Mr Morsi will undoubtedly make the usual head of state rounds: a visit with King Abdullah, discussions with Foreign Minister Prince Saud Al Faisal and perhaps a meeting with the new Crown Prince Salman bin Abdulaziz. Regional geopolitics will probably be the focus.

Although it's unlikely, Mr Morsi should make two other visits: Saudi Aramco, the national oil company, and the Saudi Arabian General Investment Authority, SAGIA.

It has become clear that Mr Morsi's most important task will be the creation of jobs. Unemployment and underemployment played a critical role in the embers that caught fire in the 2011 uprising that overthrew Mubarak.

Post-transition instability has not improved the situation; rather, it has exacerbated Egypt's jobs crisis.

Both visits could provide perspective for Mr Morsi in this monumental task of job creation.

First, Saudi Aramco. What could Saudi Aramco possibly teach Egypt about job creation? After all, Saudi Aramco is an oil and gas company, the largest in the world, blessed with bountiful resources. Egypt's oil and gas resources are minuscule by comparison.

The history and practice of Saudi Aramco provides three important lessons: wisely leveraged foreign investment (in this case, American) can transform an industry and a country; the training and development of employees should be a top priority of large state-owned enterprises; and large state-owned enterprises can be a positive force, not a drag on the economy.

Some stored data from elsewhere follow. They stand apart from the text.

// src/monitor.rs
//! Host-side wiring of the bridge: port hot-plug polling, permission
//! handling and fix output

use crate::{
    config::BridgeConfig,
    error::{GpsError, Result},
    gps::Fix,
    serial::{port::chipset_name, DeviceId, SerialPortProbe},
    session::{
        ConnectionSession, ConnectionState, DeviceEvent, DeviceStatus, LocationSink,
        PermissionRequester, SessionCallbacks,
    },
};
use std::{collections::BTreeSet, sync::Arc, time::Duration};
use tokio::sync::mpsc;
use tokio::task::JoinError;
use tokio_serial::SerialPortType;
use tokio_util::sync::CancellationToken;
use tracing::{debug, info, warn};

const EVENT_QUEUE: usize = 32;

/// Polls the system's serial ports and reports arrivals and removals
pub struct PortWatcher {
    interval: Duration,
    events: mpsc::Sender<DeviceEvent>,
}

impl PortWatcher {
    pub fn new(interval: Duration, events: mpsc::Sender<DeviceEvent>) -> Self {
        Self { interval, events }
    }

    /// Poll `list_ports` until cancelled. Ports present on the first poll are
    /// treated as known and not reported.
    pub async fn run<F>(self, mut list_ports: F, cancel: CancellationToken)
    where
        F: FnMut() -> Vec<DeviceId>,
    {
        let mut known: BTreeSet<DeviceId> = list_ports().into_iter().collect();

        loop {
            tokio::select! {
                _ = cancel.cancelled() => break,
                _ = tokio::time::sleep(self.interval) => {
                    let current: BTreeSet<DeviceId> = list_ports().into_iter().collect();
                    for event in port_changes(&known, &current) {
                        match &event {
                            DeviceEvent::Attached(port) => info!("Serial port detected: {}", port),
                            DeviceEvent::Detached(port) => info!("Serial port removed: {}", port),
                            DeviceEvent::PermissionResult { .. } => {}
                        }
                        if self.events.send(event).await.is_err() {
                            return;
                        }
                    }
                    known = current;
                }
            }
        }
    }
}

/// Events turning `known` into `current`; removals first
pub fn port_changes(known: &BTreeSet<DeviceId>, current: &BTreeSet<DeviceId>) -> Vec<DeviceEvent> {
    known
        .difference(current)
        .cloned()
        .map(DeviceEvent::Detached)
        .chain(current.difference(known).cloned().map(DeviceEvent::Attached))
        .collect()
}

/// Names of all serial ports currently present
pub fn available_port_ids() -> Vec<DeviceId> {
    match tokio_serial::available_ports() {
        Ok(ports) => ports.into_iter().map(|p| DeviceId::new(p.port_name)).collect(),
        Err(e) => {
            debug!("Failed to list serial ports: {}", e);
            Vec::new()
        }
    }
}

/// Grants every permission request; a host without a permission flow
pub struct AutoGrant {
    events: mpsc::Sender<DeviceEvent>,
}

impl AutoGrant {
    pub fn new(events: mpsc::Sender<DeviceEvent>) -> Self {
        Self { events }
    }
}

impl PermissionRequester for AutoGrant {
    fn request_permission(&self, device: &DeviceId) {
        let event = DeviceEvent::PermissionResult {
            device: device.clone(),
            granted: true,
        };
        if let Err(e) = self.events.try_send(event) {
            warn!("Failed to queue permission for {}: {}", device, e);
        }
    }
}

/// Writes fixes to the log, or as JSON lines on stdout
pub struct LogSink {
    json: bool,
}

impl LogSink {
    pub fn new(json: bool) -> Self {
        Self { json }
    }

    fn json_line(fix: Option<&Fix>) -> Result<String> {
        Ok(serde_json::to_string(&fix)?)
    }
}

impl LocationSink for LogSink {
    fn publish(&self, fix: Option<&Fix>) {
        if self.json {
            match Self::json_line(fix) {
                Ok(line) => println!("{}", line),
                Err(e) => warn!("Failed to serialize fix: {}", e),
            }
            return;
        }
        match fix {
            Some(fix) => info!("Fix: {}", fix),
            None => info!("Fix lost"),
        }
    }

    fn set_device_status(&self, status: DeviceStatus) {
        debug!("Device status: {:?}", status);
    }
}

/// Logs lifecycle notifications
pub struct LogCallbacks;

impl SessionCallbacks for LogCallbacks {
    fn on_connected(&self) {
        info!("GPS receiver connected");
    }

    fn on_connection_lost(&self) {
        warn!("GPS receiver connection lost");
    }

    fn on_stopped(&self) {
        info!("Bridge stopped");
    }

    fn on_state_changed(&self, old: ConnectionState, new: ConnectionState) {
        info!("{} -> {}", old, new);
    }

    fn on_autobaud_completed(&self, success: bool, baud_rate: u32) {
        if success {
            info!("Receiver speaks {} baud", baud_rate);
        } else {
            warn!("No receiver found at any candidate baud rate");
        }
    }
}

/// Run the bridge until Ctrl-C or until the session stops itself
pub async fn run_bridge(config: BridgeConfig, json: bool) -> Result<()> {
    config.validate()?;
    info!("Starting bridge with {}", config.serial);

    let (events_tx, mut events_rx) = mpsc::channel(EVENT_QUEUE);
    let probe = SerialPortProbe::new(config.allow_any_port).with_port(config.port.clone());

    let session = ConnectionSession::builder(Arc::new(probe), Arc::new(LogSink::new(json)))
        .config(config.session_config())
        .permission_requester(Arc::new(AutoGrant::new(events_tx.clone())))
        .callbacks(Arc::new(LogCallbacks))
        .build();

    let cancel = CancellationToken::new();
    let watcher = PortWatcher::new(config.poll_interval(), events_tx);
    let watcher_task = tokio::spawn(watcher.run(available_port_ids, cancel.clone()));

    session.start()?;

    let ctrl_c = tokio::signal::ctrl_c();
    tokio::pin!(ctrl_c);

    loop {
        tokio::select! {
            res = &mut ctrl_c => {
                res.map_err(|e| GpsError::Connection(format!("Failed to wait for Ctrl-C: {}", e)))?;
                info!("Interrupted, shutting down");
                break;
            }
            _ = session.cancelled() => break,
            Some(event) = events_rx.recv() => session.handle_device_event(event),
        }
    }

    session.stop();
    session.join().await;
    cancel.cancel();
    joined("Port watcher", watcher_task.await);
    Ok(())
}

/// Log a background task that panicked or was aborted
fn joined(task: &str, result: std::result::Result<(), JoinError>) -> bool {
    match result {
        Ok(()) => true,
        Err(e) => {
            warn!("{} failed: {}", task, e);
            false
        }
    }
}

/// List available serial ports
pub fn list_serial_ports(config: &BridgeConfig) -> Result<()> {
    let ports = tokio_serial::available_ports()
        .map_err(|e| GpsError::Connection(format!("Failed to list serial ports: {}", e)))?;

    if ports.is_empty() {
        println!("No serial ports found.");
        return Ok(());
    }

    let probe = SerialPortProbe::new(config.allow_any_port).with_port(config.port.clone());
    println!("Available serial ports:");
    for port in ports {
        let kind = match &port.port_type {
            SerialPortType::UsbPort(usb) => format!(
                "USB {:04x}:{:04x} {}",
                usb.vid,
                usb.pid,
                chipset_name(usb.vid).unwrap_or("unknown chipset")
            ),
            SerialPortType::PciPort => "PCI".to_string(),
            SerialPortType::BluetoothPort => "Bluetooth".to_string(),
            SerialPortType::Unknown => "unknown".to_string(),
        };
        let marker = if probe.is_supported(&port) { "*" } else { " " };
        println!(" {} {} - {}", marker, port.port_name, kind);
    }
    println!("(* = usable by the bridge)");

    Ok(())
}
impl NmeaParser {
    /// Create a parser whose date falls back to the system clock
    pub fn new() -> Self {
        Self::with_reference_date(Utc::now().date_naive())
    }

    /// Create a parser with a known starting calendar date
    pub fn with_reference_date(date: NaiveDate) -> Self {
        Self {
            epoch: Epoch {
                closed: true,
                ..Epoch::default()
            },
            gsa: None,
            date,
            reports: Vec::new(),
        }
    }

    /// Calendar date currently used for sentences without a date
    pub fn reference_date(&self) -> NaiveDate {
        self.date
    }

    /// Take the fixes (`Some`) and fix-loss signals (`None`) produced so far
    pub fn take_reports(&mut self) -> Vec<Option<Fix>> {
        std::mem::take(&mut self.reports)
    }

    /// Feed one sentence.
    ///
    /// Returns true if the sentence was recognized and structurally valid,
    /// whether or not it produced a fix.
    pub fn put_message(&mut self, msg: &str) -> bool {
        let msg = msg.trim_end_matches(&['\r', '\n'][..]);

        // Trim checksum
        let msg = match msg.rfind('*') {
            Some(pos) if pos >= 4 => &msg[..pos],
            _ => msg,
        };

        if let Some(body) = msg.strip_prefix("$GPGGA,") {
            self.parse_gpgga(msg, body)
        } else if let Some(body) = msg.strip_prefix("$GPRMC,") {
            self.parse_gprmc(msg, body)
        } else if let Some(body) = msg.strip_prefix("$GPGSA,") {
            self.parse_gpgsa(msg, body)
        } else if let Some(body) = msg.strip_prefix("$GPZDA,") {
            self.parse_gpzda(msg, body)
        } else if msg.starts_with("$GPGSV,") || msg.starts_with("$GPGLL,") || msg.starts_with("$GPVTG,") {
            true
        } else {
            debug!("Unknown NMEA data type. Msg: {}", msg);
            false
        }
    }

    /// Force-close the open epoch after the receiver went quiet
    pub fn put_timeout(&mut self) {
        if !self.epoch.closed {
            self.close_epoch(true);
        }
    }

    fn open_epoch(&mut self, time: NmeaFixTime) {
        self.epoch = Epoch {
            time: Some(time),
            closed: false,
            ..Epoch::default()
        };
    }

    /// Make `time` the open epoch. Returns false if `time` belongs to an
    /// epoch that has already been closed.
    fn prepare_epoch(&mut self, time: NmeaFixTime) -> bool {
        match self.epoch.time {
            Some(current) if current.is_same_epoch(&time) => !self.epoch.closed,
            _ => {
                if !self.epoch.closed {
                    self.close_epoch(true);
                }
                self.open_epoch(time);
                true
            }
        }
    }

    fn close_epoch(&mut self, force: bool) {
        let epoch = &self.epoch;

        // No GPGGA/GPRMC sentences received
        if epoch.gga.is_none() && epoch.rmc.is_none() {
            self.epoch.closed = true;
            return;
        }

        if epoch.closed && !force {
            return;
        }

        // Wait for GGA and RMC
        if !force && (epoch.gga.is_none() || epoch.rmc.is_none()) {
            return;
        }

        let date = match epoch.rmc {
            Some(RmcData {
                status_active: true,
                ddmmyy: Some(ddmmyy),
            }) if ddmmyy > 0 => {
                let century = self.date.year() - self.date.year() % 100;
                NaiveDate::from_ymd_opt(
                    century + (ddmmyy % 100) as i32,
                    ddmmyy / 100 % 100,
                    ddmmyy / 10000 % 100,
                )
                .unwrap_or(self.date)
            }
            _ => self.date,
        };
        self.date = date;

        let location_valid = match (epoch.gga, epoch.rmc) {
            (Some(gga), Some(rmc)) => gga.fix_quality != 0 && rmc.status_active,
            (Some(gga), None) => gga.fix_quality != 0,
            (None, Some(rmc)) => rmc.status_active,
            (None, None) => false,
        };

        let fix = if location_valid { self.compose_fix(date) } else { None };

        match fix {
            Some(fix) => self.reports.push(Some(fix)),
            None => {
                // Location lost
                self.gsa = None;
                self.reports.push(None);
            }
        }

        self.epoch.closed = true;
    }

    fn compose_fix(&self, date: NaiveDate) -> Option<Fix> {
        let epoch = &self.epoch;
        let time = epoch.time?.to_naive_time()?;
        let (latitude, longitude) = match (epoch.location.latitude, epoch.location.longitude) {
            (Some(lat), Some(lon)) => (lat, lon),
            _ => {
                debug!("Epoch closed without coordinates");
                return None;
            }
        };

        let mut fix = Fix::new(date.and_time(time).and_utc(), latitude, longitude);
        fix.altitude = epoch.location.altitude;
        fix.accuracy = epoch.location.accuracy;
        fix.speed = epoch.location.speed;
        fix.bearing = epoch.location.bearing;

        // Number of satellites used in current solution
        let satellites = epoch
            .gga
            .and_then(|gga| gga.satellites)
            .or_else(|| self.gsa.map(|gsa| gsa.used_prn_count()));

        fix.extras = FixExtras {
            satellites,
            geoid_height: epoch.gga.and_then(|gga| gga.geoid_height),
            pdop: self.gsa.and_then(|gsa| gsa.pdop),
            hdop: self.gsa.and_then(|gsa| gsa.hdop),
            vdop: self.gsa.and_then(|gsa| gsa.vdop),
        };

        Some(fix)
    }

    fn parse_gpgga(&mut self, msg: &str, body: &str) -> bool {
        let fields: Vec<&str> = body.split(',').collect();
        if fields.len() != 14 {
            debug!("Invalid field count in $GPGGA message: {} - {}", fields.len(), msg);
            return false;
        }

        // Field 1. Time of fix
        let Some(fix_time) = NmeaFixTime::parse(fields[0]) else {
            debug!("Invalid time of fix in $GPGGA message - {}", msg);
            return false;
        };

        // Fields 2-5. Latitude, longitude
        let Ok(latitude) = parse_nmea_degrees(fields[1], fields[2].starts_with('S')) else {
            debug!("Invalid latitude in $GPGGA message - {}", msg);
            return false;
        };
        let Ok(longitude) = parse_nmea_degrees(fields[3], fields[4].starts_with('W')) else {
            debug!("Invalid longitude in $GPGGA message - {}", msg);
            return false;
        };

        // Field 6. Fix quality
        let fix_quality = match fields[5].len() {
            0 => 1,
            1 => match fields[5].chars().next().and_then(|c| c.to_digit(10)) {
                Some(q) => q as u8,
                None => {
                    debug!("Invalid fix quality in $GPGGA message - {}", msg);
                    return false;
                }
            },
            _ => {
                debug!("Invalid fix quality in $GPGGA message - {}", msg);
                return false;
            }
        };

        // Field 7. Number of satellites in use
        let Ok(satellites) = parse_optional::<u32>(fields[6]) else {
            debug!("Invalid number of tracked satellites in $GPGGA message - {}", msg);
            return false;
        };

        // Field 8. HDOP
        let hdop = match parse_optional_f64(fields[7]) {
            Ok(hdop) if hdop.map_or(true, |h| h >= 0.0) => hdop,
            _ => {
                debug!("Invalid HDOP in $GPGGA message - {}", msg);
                return false;
            }
        };

        // Fields 9, 10. Altitude above mean sea level
        let Ok(altitude) = parse_optional_f64(fields[8]) else {
            debug!("Invalid altitude $GPGGA message - {}", msg);
            return false;
        };
        let altitude = altitude.filter(|_| is_meters(fields[9]));

        // Fields 11, 12. Geoid height
        let Ok(geoid_height) = parse_optional_f64(fields[10]) else {
            debug!("Invalid geoid height $GPGGA message - {}", msg);
            return false;
        };
        let geoid_height = geoid_height.filter(|_| is_meters(fields[11]));

        // Fields 13, 14 (DGPS age, station) not interested in

        if !self.prepare_epoch(fix_time) {
            debug!("$GPGGA message from closed epoch - {}", msg);
            return false;
        }

        self.epoch.gga = Some(GgaData {
            fix_quality,
            satellites,
            geoid_height,
        });
        if fix_quality != 0 {
            let location = &mut self.epoch.location;
            location.latitude = latitude.or(location.latitude);
            location.longitude = longitude.or(location.longitude);
            // Ellipsoid altitude
            location.altitude = match (altitude, geoid_height) {
                (Some(msl), Some(geoid)) => Some(msl + geoid),
                _ => None,
            };
            location.accuracy = hdop;
        }
        self.close_epoch(false);

        true
    }

    fn parse_gprmc(&mut self, msg: &str, body: &str) -> bool {
        let fields: Vec<&str> = body.split(',').collect();
        if fields.len() < 11 {
            debug!("Invalid field count in $GPRMC message: {} - {}", fields.len(), msg);
            return false;
        }

        // Field 1. Time of fix
        let Some(fix_time) = NmeaFixTime::parse(fields[0]) else {
            debug!("Invalid time of fix in $GPRMC message - {}", msg);
            return false;
        };

        // Field 2. Status: A - active, V - void
        let status_active = match fields[1] {
            "" | "A" => true,
            "V" => false,
            s if s.len() == 1 => {
                trace!("Unknown GPRMC status - {}", msg);
                true
            }
            _ => {
                debug!("Invalid status in $GPRMC message - {}", msg);
                return false;
            }
        };

        // Fields 3-6. Latitude, longitude
        let Ok(latitude) = parse_nmea_degrees(fields[2], fields[3].starts_with('S')) else {
            debug!("Invalid latitude in $GPRMC message - {}", msg);
            return false;
        };
        let Ok(longitude) = parse_nmea_degrees(fields[4], fields[5].starts_with('W')) else {
            debug!("Invalid longitude in $GPRMC message - {}", msg);
            return false;
        };

        // Field 7. Speed over the ground, knots
        let speed = match parse_optional_f64(fields[6]) {
            Ok(knots) if knots.map_or(true, |k| k >= 0.0) => knots.map(|k| k * KNOTS_TO_MPS),
            _ => {
                debug!("Invalid speed over ground in $GPRMC message - {}", msg);
                return false;
            }
        };

        // Field 8. Track angle
        let Ok(bearing) = parse_optional_f64(fields[7]) else {
            debug!("Invalid track angle in $GPRMC message - {}", msg);
            return false;
        };

        // Field 9. Date
        let ddmmyy = match parse_optional::<u32>(fields[8]) {
            Ok(d) if d.map_or(true, |d| d <= 311299) => d,
            _ => {
                debug!("Invalid date in $GPRMC message - {}", msg);
                return false;
            }
        };

        // Fields 10, 11. Magnetic variation, ignored

        if !self.prepare_epoch(fix_time) {
            debug!("$GPRMC message from closed epoch - {}", msg);
            return false;
        }

        self.epoch.rmc = Some(RmcData {
            status_active,
            ddmmyy: ddmmyy.filter(|_| status_active),
        });
        if status_active {
            let location = &mut self.epoch.location;
            location.latitude = latitude.or(location.latitude);
            location.longitude = longitude.or(location.longitude);
            location.speed = speed;
            location.bearing = bearing;
        }
        self.close_epoch(false);

        true
    }

    fn parse_gpgsa(&mut self, msg: &str, body: &str) -> bool {
        let fields: Vec<&str> = body.split(',').collect();
        if fields.len() < 17 {
            debug!("Invalid field count in $GPGSA message: {} - {}", fields.len(), msg);
            return false;
        }

        // Field 1 (auto/manual selection) skipped.
        // Field 2. Fix mode 1 - no fix, 2 - 2D fix, 3 - 3D fix
        let fix_mode = match fields[1].chars().next() {
            None => None,
            Some(c) => match c.to_digit(10) {
                Some(mode) => Some(mode as u8),
                None => {
                    debug!("Invalid 3D Fix field $GPGSA message: {}", msg);
                    return false;
                }
            },
        };

        let mut gsa = GsaData {
            fix_mode,
            ..GsaData::default()
        };

        // 12 PRNs
        for (slot, field) in gsa.prns.iter_mut().zip(&fields[2..2 + GSA_PRN_SLOTS]) {
            match parse_optional::<u16>(field) {
                Ok(prn) => *slot = prn,
                Err(()) => {
                    debug!("Invalid PRN in $GPGSA message - {}", msg);
                    return false;
                }
            }
        }

        // Fields 15-17. PDOP, HDOP, VDOP
        let dops: Result<Vec<Option<f64>>, ()> = fields[14..17].iter().map(|f| parse_optional_f64(f)).collect();
        let Ok(dops) = dops else {
            debug!("Invalid DOP field in $GPGSA message - {}", msg);
            return false;
        };
        gsa.pdop = dops[0];
        gsa.hdop = dops[1];
        gsa.vdop = dops[2];

        trace!(
            "$GPGSA. 3dfix: {:?} HDOP: {:?} PDOP: {:?} VDOP: {:?} PRNs: {:?}",
            gsa.fix_mode,
            gsa.hdop,
            gsa.pdop,
            gsa.vdop,
            gsa.prns
        );
        self.gsa = Some(gsa);

        true
    }

    fn parse_gpzda(&mut self, msg: &str, body: &str) -> bool {
        let fields: Vec<&str> = body.split(',').collect();
        if fields.len() < 6 {
            debug!("Invalid field count in $GPZDA message: {} - {}", fields.len(), msg);
            return false;
        }

        // Field 1. Current time
        if NmeaFixTime::parse(fields[0]).is_none() {
            debug!("Invalid time in $GPZDA message - {}", msg);
            return false;
        }

        // Fields 2-4. Day, month, year
        let day = fields[1].parse::<u32>().ok().filter(|d| (1..=31).contains(d));
        let month = fields[2].parse::<u32>().ok().filter(|m| (1..=12).contains(m));
        let year = fields[3].parse::<i32>().ok().filter(|y| *y >= 1995);

        let date = match (day, month, year) {
            (Some(d), Some(m), Some(y)) => NaiveDate::from_ymd_opt(y, m, d),
            _ => None,
        };
        let Some(date) = date else {
            debug!("Invalid date in $GPZDA message - {}", msg);
            return false;
        };

        self.date = date;
        trace!("$GPZDA received. New date: {}", date);

        true
    }
}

For the Saudis and Americans, this was a marriage of mutual convenience, each side benefiting, neither exploiting the other.

In Egypt today, a rising tide of xenophobic, anti-American and leftist-infused rhetoric caricatures foreign companies as bloodsucking exploiters. These views are often the fantasy of academics with little experience in the real world. In the real world, marriages of mutual convenience can benefit both sides - as long as the developing country receiving investment leverages it wisely, and its officials do not steal the funds and deposit them in Swiss accounts.

The US oil companies that built Aramco and handed it to Saudi Arabia in 1980 helped create one of the most efficient, successful and dynamic energy companies in the world - one that creates jobs all along the supply chain in Saudi Arabia and drives innovation.

Of Saudi Aramco's 56,000 employees, more than 80 per cent are Saudis, which belies the notion that GCC states need an army of expatriates to keep their companies successful. Saudi Aramco spends a whopping $800 million (Dh2.9 billion) a year on training and development of its staff - more than $2 million a day.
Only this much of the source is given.